**DATA FOR THIS TASK:**
::::::::

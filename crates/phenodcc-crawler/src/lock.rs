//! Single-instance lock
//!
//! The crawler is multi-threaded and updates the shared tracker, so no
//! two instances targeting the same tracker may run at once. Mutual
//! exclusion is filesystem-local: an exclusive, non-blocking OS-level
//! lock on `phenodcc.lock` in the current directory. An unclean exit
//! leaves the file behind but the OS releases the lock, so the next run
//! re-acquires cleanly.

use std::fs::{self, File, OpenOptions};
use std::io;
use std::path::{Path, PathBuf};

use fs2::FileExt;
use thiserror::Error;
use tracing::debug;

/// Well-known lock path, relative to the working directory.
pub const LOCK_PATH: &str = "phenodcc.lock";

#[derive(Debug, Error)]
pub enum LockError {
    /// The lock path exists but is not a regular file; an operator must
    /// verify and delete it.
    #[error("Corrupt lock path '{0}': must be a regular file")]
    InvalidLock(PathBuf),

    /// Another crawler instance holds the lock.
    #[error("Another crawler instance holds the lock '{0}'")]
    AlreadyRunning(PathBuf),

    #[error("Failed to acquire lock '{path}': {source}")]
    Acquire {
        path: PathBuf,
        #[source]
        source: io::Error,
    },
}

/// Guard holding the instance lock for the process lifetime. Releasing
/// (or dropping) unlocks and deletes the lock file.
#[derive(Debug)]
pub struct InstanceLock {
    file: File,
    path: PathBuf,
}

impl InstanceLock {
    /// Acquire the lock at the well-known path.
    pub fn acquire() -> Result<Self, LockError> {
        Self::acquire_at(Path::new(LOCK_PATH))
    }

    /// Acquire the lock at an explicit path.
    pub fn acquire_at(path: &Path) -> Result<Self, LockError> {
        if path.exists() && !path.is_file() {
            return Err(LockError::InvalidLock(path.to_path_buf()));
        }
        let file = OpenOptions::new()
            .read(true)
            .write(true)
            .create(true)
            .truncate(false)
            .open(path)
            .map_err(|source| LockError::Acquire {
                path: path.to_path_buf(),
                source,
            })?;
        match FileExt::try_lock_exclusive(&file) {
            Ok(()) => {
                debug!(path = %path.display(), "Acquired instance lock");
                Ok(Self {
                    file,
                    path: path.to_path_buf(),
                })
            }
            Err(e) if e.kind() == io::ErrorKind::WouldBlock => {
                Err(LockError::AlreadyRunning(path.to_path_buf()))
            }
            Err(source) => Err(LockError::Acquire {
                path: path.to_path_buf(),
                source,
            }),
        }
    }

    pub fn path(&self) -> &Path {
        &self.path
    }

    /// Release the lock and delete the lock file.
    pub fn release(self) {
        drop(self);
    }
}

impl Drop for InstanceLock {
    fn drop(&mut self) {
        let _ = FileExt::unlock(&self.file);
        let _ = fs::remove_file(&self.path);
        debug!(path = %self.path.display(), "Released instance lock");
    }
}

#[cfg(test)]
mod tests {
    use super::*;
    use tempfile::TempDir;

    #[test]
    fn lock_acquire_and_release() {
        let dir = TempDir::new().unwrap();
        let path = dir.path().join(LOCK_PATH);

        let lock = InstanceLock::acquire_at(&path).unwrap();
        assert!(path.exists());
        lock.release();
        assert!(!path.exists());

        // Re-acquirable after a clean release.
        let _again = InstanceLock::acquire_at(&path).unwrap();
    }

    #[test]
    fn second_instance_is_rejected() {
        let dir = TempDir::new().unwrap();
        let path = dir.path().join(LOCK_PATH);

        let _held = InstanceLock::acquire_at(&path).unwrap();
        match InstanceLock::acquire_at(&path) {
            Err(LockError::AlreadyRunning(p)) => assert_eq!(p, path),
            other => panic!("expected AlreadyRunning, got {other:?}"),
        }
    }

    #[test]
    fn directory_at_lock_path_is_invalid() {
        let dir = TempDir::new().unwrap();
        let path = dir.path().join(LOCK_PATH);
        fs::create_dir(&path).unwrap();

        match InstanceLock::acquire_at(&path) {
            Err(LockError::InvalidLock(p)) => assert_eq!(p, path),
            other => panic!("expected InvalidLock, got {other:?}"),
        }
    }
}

::::::::

**ASSIGNMENT:** Each line between the start of the listing above and the line containing "pub enum LockError", with both ends counted, is to be set down unchanged.

**RESULT FOR THIS TASK:**
filename crates/phenodcc-crawler/src/lock.rs
//! Single-instance lock
//!
//! The crawler is multi-threaded and updates the shared tracker, so no
//! two instances targeting the same tracker may run at once. Mutual
//! exclusion is filesystem-local: an exclusive, non-blocking OS-level
//! lock on `phenodcc.lock` in the current directory. An unclean exit
//! leaves the file behind but the OS releases the lock, so the next run
//! re-acquires cleanly.

use std::fs::{self, File, OpenOptions};
use std::io;
use std::path::{Path, PathBuf};

use fs2::FileExt;
use thiserror::Error;
use tracing::debug;

/// Well-known lock path, relative to the working directory.
pub const LOCK_PATH: &str = "phenodcc.lock";

#[derive(Debug, Error)]
pub enum LockError {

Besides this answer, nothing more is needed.